If a line of the records contains the word "failure", list it.

[[ Material provided open ]]

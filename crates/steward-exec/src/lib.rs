// SPDX-License-Identifier: MIT OR Apache-2.0
//! steward-exec
//!
//! The privileged half of the system. The daemon polls the approval queues,
//! verifies each pending item's token under the shared secret, checks the
//! binding against the item's `qid` and `spec_hash`, and only then hands the
//! spec to an external writer. Every outcome is terminal, recorded in both
//! the queue file and the dedupe store, so an action executes at most once
//! no matter how often the daemon restarts.
#![deny(unsafe_code)]
#![warn(missing_docs)]

/// The polling daemon.
pub mod daemon;
/// The forum HTTP client.
pub mod forum;
/// External writer implementations.
pub mod writers;

pub use daemon::{ExecutorDaemon, PassSummary};
pub use writers::{ActionWriter, DefaultWriters};

/// Errors that abort an executor pass (not per-item outcomes).
#[derive(Debug, thiserror::Error)]
pub enum ExecError {
    /// The shared secret is empty; the daemon refuses to start.
    #[error("STEWARD_EXEC_SECRET is empty; executor refuses to start")]
    EmptySecret,

    /// Queue read/replace failure.
    #[error(transparent)]
    Queue(#[from] steward_queue::QueueError),

    /// Ledger append failure.
    #[error(transparent)]
    Ledger(#[from] steward_ledger::LedgerError),
}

[[ Material provided closed ]]

### Finished exercise
    /// Queue read/replace failure.
    /// Ledger append failure.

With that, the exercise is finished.